▶ ACTION ITEM
Wherever the word "parent" appears in a line of the records, copy that line.

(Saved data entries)

[Start of Attachment]

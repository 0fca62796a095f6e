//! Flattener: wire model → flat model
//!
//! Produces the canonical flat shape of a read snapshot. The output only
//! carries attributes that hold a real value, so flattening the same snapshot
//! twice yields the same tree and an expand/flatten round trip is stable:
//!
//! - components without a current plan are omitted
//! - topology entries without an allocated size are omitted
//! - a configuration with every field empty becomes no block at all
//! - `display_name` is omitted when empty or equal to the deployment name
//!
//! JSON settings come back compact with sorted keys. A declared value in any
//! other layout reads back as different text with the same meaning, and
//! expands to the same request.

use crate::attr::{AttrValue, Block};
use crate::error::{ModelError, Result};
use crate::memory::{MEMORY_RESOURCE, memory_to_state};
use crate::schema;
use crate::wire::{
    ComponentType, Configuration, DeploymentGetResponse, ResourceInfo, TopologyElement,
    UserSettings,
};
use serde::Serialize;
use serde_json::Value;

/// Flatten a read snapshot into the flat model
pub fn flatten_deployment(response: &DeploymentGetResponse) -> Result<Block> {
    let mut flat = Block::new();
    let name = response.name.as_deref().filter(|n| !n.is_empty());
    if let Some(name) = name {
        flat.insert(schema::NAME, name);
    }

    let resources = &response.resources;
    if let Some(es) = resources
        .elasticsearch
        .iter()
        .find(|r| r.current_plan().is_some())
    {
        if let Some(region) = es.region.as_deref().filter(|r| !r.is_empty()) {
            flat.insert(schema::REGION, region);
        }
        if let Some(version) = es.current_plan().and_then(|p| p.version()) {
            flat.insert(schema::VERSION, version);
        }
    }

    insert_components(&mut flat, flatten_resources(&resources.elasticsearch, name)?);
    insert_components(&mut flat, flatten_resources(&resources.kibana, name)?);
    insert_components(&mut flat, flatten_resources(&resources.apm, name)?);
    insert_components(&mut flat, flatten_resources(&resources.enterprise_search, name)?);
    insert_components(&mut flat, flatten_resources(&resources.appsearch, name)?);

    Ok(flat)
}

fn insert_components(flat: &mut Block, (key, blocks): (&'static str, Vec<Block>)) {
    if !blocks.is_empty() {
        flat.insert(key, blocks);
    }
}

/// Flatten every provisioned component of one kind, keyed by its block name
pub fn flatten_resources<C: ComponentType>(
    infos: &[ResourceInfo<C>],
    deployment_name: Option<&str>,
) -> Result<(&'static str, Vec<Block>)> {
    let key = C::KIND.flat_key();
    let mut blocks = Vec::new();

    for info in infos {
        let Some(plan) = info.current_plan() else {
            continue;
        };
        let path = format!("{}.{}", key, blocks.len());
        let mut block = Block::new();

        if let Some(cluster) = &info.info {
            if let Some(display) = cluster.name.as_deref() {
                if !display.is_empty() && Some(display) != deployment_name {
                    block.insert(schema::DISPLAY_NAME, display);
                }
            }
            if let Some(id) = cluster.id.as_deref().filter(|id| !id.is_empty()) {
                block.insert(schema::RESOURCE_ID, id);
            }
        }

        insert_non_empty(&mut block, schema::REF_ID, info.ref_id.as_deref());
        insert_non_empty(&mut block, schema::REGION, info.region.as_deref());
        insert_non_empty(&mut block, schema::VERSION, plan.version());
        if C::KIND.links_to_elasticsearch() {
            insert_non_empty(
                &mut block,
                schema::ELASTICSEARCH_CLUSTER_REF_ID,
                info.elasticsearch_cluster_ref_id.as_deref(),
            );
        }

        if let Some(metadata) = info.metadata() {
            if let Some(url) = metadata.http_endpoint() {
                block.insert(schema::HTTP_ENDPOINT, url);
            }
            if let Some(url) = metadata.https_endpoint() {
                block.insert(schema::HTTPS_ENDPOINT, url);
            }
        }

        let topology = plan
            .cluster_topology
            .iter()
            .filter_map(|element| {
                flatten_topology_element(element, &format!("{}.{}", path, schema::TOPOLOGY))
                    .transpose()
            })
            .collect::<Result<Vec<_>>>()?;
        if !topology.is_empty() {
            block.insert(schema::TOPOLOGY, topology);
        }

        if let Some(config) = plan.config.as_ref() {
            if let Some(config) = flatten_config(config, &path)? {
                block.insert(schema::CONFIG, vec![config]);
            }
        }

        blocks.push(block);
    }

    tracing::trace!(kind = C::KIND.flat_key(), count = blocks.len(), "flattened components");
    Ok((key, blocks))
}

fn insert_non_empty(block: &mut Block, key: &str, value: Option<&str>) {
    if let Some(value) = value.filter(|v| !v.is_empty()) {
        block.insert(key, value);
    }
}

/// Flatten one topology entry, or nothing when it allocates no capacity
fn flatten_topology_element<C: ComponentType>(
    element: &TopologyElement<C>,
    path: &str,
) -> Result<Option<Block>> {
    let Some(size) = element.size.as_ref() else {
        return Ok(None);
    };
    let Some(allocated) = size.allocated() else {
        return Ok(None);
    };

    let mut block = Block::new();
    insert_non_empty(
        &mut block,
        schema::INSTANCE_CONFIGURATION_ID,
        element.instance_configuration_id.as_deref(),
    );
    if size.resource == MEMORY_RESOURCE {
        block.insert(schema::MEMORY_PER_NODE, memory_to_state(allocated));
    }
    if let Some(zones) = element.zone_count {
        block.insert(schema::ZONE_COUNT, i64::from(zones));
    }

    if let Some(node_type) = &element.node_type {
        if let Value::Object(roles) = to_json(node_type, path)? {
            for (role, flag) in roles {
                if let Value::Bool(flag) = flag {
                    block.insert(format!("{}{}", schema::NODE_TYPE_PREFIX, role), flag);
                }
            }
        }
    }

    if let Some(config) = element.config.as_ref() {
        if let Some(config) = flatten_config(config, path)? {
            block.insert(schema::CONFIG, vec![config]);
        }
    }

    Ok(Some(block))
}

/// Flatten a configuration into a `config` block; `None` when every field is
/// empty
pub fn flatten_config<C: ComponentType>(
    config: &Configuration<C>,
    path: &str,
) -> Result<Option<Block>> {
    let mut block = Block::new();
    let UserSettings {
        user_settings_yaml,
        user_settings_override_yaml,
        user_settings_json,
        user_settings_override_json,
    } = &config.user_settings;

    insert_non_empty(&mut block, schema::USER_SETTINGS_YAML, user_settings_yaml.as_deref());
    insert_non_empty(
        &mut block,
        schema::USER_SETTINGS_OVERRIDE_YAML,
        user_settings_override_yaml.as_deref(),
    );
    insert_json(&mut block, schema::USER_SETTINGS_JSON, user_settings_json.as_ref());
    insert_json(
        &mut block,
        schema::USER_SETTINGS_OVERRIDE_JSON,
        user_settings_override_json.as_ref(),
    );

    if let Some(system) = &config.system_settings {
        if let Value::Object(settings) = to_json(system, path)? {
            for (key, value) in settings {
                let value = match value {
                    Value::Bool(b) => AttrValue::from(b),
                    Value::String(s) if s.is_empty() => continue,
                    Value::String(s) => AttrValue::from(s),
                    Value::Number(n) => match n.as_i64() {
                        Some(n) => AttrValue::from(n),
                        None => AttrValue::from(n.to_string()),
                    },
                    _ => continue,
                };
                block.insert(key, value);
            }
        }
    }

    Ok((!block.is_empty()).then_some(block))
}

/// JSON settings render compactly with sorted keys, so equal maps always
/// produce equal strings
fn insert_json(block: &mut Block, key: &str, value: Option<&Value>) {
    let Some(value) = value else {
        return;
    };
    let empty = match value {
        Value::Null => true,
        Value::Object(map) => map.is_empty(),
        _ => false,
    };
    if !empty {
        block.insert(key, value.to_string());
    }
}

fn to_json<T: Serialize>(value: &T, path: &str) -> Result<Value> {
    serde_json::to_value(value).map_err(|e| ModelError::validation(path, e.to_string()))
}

[End of Attachment]
[Start of Attachment]

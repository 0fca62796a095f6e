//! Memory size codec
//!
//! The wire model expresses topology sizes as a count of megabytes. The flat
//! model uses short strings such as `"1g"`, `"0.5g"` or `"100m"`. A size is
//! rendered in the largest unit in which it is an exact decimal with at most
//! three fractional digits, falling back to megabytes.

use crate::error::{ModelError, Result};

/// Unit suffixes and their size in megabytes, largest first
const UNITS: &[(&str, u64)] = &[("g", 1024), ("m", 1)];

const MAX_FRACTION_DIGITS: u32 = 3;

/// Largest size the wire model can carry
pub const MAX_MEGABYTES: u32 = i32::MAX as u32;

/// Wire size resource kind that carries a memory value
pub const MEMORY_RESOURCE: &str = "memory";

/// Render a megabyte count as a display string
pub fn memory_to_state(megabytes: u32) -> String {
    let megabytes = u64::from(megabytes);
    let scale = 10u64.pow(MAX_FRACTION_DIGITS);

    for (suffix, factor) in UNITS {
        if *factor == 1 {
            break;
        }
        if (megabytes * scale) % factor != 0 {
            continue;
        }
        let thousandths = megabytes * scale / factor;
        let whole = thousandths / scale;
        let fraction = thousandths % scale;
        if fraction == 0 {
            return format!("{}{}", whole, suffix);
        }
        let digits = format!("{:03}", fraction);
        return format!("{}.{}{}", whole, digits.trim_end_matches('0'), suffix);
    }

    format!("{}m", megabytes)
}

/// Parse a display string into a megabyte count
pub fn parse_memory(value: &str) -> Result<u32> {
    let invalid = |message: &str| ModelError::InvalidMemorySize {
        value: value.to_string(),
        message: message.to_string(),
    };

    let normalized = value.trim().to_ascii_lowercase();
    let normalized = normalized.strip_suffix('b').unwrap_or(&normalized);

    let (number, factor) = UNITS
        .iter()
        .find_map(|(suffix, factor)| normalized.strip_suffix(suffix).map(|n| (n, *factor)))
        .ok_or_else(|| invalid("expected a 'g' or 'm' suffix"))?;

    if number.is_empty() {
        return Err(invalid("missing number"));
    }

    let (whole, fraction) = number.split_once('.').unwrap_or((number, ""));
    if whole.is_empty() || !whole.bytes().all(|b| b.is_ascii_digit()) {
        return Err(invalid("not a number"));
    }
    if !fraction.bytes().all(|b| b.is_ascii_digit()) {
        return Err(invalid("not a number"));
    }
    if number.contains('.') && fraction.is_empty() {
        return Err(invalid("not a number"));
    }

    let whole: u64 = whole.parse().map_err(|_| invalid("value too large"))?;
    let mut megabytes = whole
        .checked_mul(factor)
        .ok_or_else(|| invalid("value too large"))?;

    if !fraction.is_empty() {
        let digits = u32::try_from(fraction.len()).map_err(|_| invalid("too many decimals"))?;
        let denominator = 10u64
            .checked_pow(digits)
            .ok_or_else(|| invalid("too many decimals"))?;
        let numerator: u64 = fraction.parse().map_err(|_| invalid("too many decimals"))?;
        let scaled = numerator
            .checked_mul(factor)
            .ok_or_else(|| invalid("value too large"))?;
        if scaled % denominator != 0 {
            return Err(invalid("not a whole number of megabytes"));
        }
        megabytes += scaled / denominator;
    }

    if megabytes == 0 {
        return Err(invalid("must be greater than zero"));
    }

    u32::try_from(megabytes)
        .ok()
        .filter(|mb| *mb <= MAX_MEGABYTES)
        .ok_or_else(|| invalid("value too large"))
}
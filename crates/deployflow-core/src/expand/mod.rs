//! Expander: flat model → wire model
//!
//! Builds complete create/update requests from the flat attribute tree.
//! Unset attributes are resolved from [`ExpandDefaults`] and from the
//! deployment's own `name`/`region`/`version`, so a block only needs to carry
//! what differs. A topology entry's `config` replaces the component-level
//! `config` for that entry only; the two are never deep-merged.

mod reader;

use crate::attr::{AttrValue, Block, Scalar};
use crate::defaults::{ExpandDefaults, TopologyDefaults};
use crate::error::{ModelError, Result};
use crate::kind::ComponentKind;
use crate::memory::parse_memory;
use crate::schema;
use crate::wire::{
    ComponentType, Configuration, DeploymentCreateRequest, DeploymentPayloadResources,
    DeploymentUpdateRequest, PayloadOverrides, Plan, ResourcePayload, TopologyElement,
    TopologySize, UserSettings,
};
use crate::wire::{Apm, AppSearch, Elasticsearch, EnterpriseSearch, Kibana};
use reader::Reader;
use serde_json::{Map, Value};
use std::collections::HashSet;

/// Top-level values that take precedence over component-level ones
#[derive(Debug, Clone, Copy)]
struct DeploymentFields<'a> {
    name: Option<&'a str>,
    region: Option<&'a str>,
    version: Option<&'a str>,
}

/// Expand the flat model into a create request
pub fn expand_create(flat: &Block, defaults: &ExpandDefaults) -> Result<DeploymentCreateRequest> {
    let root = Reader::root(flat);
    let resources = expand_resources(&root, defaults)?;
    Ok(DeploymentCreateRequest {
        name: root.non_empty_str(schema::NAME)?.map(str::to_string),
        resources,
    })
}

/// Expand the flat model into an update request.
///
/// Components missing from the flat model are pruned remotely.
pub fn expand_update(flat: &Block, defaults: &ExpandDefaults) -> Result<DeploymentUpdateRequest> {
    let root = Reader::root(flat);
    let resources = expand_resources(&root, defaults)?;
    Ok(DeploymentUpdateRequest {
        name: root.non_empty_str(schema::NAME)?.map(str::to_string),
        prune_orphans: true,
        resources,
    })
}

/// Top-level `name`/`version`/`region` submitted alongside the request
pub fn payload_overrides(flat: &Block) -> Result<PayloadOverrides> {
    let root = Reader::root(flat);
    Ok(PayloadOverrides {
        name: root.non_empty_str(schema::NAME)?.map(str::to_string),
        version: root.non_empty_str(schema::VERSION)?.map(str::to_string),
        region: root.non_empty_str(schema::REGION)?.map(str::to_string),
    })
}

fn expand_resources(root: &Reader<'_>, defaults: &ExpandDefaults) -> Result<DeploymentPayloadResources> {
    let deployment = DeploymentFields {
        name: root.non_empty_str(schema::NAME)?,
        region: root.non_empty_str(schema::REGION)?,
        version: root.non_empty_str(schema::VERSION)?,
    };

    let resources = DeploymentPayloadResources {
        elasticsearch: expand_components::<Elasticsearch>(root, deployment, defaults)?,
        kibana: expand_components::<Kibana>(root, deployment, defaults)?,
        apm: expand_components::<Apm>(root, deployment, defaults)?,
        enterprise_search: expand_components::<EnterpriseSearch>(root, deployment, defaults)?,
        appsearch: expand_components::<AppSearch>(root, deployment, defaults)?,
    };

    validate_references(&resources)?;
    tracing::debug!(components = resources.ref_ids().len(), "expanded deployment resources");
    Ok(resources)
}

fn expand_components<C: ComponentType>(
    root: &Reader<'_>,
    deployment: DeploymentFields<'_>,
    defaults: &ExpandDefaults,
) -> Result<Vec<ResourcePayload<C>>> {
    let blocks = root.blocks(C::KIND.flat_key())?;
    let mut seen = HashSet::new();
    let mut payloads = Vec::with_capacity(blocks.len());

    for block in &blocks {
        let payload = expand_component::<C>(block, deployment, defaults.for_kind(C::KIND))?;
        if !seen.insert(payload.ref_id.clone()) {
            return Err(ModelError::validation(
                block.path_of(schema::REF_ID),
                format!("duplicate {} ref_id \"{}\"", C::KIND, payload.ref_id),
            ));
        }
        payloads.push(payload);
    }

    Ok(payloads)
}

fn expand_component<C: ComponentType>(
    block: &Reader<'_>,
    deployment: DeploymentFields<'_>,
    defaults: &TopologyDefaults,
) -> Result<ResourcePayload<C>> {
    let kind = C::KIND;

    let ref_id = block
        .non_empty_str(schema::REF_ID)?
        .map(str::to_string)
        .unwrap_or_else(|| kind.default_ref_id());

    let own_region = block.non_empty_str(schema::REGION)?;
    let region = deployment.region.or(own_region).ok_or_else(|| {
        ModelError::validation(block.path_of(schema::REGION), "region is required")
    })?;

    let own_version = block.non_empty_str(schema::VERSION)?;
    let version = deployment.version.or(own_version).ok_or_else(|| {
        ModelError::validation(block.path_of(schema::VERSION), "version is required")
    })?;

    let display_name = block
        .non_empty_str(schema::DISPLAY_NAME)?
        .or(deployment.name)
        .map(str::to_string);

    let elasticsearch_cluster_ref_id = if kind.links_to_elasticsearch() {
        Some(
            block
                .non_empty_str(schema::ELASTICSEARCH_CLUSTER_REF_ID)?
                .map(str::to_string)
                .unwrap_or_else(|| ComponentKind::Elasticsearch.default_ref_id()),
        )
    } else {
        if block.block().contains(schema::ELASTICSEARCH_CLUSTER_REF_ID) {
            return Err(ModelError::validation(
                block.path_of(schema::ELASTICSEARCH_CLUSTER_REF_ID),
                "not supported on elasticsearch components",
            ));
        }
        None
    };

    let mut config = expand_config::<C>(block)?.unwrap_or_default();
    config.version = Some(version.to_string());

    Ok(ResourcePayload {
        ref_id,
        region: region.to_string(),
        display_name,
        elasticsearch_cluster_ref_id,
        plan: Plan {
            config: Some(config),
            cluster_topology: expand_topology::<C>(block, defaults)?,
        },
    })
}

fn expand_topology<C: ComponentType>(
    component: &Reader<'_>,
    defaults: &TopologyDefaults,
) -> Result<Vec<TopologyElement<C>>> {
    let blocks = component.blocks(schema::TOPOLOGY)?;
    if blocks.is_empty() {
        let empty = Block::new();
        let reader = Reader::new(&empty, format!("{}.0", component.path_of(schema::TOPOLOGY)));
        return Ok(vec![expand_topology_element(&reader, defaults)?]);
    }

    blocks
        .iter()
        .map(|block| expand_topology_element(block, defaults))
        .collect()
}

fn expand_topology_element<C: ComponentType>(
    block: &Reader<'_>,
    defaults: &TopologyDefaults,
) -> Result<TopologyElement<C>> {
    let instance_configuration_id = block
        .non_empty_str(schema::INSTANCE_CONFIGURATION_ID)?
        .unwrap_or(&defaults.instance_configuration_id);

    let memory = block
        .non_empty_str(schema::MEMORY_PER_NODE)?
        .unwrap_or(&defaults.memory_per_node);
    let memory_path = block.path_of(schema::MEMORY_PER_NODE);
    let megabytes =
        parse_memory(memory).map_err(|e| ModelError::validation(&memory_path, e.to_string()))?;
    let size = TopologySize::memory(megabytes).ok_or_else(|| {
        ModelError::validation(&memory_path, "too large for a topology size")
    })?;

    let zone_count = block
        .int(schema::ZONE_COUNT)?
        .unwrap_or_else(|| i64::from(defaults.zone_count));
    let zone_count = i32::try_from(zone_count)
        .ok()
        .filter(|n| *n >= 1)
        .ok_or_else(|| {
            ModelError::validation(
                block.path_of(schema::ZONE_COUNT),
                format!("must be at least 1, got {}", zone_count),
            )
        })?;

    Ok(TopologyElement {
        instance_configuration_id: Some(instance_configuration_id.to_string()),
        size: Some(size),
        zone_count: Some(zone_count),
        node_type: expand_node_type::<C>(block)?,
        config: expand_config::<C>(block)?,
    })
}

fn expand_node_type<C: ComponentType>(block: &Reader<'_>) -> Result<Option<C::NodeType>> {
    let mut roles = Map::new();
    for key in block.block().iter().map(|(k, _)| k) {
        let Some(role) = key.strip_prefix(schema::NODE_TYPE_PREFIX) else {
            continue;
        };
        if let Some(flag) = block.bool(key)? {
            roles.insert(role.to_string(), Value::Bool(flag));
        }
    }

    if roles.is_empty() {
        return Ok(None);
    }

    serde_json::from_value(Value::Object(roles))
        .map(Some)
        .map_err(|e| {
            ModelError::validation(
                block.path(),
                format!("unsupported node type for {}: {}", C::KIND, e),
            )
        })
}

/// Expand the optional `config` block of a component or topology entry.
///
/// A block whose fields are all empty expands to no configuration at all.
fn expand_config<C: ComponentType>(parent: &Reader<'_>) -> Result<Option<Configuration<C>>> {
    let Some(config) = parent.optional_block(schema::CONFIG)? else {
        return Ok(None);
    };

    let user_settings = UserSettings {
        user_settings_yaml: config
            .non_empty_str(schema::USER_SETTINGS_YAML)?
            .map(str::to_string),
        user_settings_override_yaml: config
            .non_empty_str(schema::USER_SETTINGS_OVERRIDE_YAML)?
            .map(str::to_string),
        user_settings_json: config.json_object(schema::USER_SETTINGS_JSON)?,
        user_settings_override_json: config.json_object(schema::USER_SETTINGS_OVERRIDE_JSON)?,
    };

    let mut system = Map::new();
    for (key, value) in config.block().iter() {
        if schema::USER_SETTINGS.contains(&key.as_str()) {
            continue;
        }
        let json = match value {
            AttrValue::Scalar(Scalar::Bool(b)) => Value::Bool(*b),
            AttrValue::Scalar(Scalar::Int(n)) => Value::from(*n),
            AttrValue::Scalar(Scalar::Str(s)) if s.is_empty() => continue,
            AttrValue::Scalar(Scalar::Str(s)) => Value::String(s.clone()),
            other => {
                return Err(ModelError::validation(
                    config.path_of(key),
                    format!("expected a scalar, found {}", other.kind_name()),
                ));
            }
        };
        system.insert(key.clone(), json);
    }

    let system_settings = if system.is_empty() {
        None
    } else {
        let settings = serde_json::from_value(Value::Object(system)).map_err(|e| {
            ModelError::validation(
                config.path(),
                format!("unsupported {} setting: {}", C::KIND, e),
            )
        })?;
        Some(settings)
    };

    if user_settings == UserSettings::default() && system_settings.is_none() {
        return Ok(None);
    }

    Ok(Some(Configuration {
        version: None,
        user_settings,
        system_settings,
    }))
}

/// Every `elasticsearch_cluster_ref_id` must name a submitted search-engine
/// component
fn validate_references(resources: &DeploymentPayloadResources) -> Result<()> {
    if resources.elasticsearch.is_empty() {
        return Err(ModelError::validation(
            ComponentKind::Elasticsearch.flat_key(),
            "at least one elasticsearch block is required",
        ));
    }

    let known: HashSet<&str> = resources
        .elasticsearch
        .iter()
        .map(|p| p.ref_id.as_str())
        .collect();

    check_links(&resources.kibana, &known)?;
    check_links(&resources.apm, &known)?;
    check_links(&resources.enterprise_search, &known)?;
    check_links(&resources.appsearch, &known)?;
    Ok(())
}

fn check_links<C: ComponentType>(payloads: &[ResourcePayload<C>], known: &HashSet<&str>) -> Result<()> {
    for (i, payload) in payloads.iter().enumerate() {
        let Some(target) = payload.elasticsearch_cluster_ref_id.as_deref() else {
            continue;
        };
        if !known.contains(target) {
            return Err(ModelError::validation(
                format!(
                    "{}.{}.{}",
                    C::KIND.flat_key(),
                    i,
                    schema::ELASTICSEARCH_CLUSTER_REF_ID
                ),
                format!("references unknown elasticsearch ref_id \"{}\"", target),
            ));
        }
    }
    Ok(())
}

[End of Attachment]

▶ RESPONSE
fn expand_config<C: ComponentType>(parent: &Reader<'_>) -> Result<Option<Configuration<C>>> {
    let Some(config) = parent.optional_block(schema::CONFIG)? else {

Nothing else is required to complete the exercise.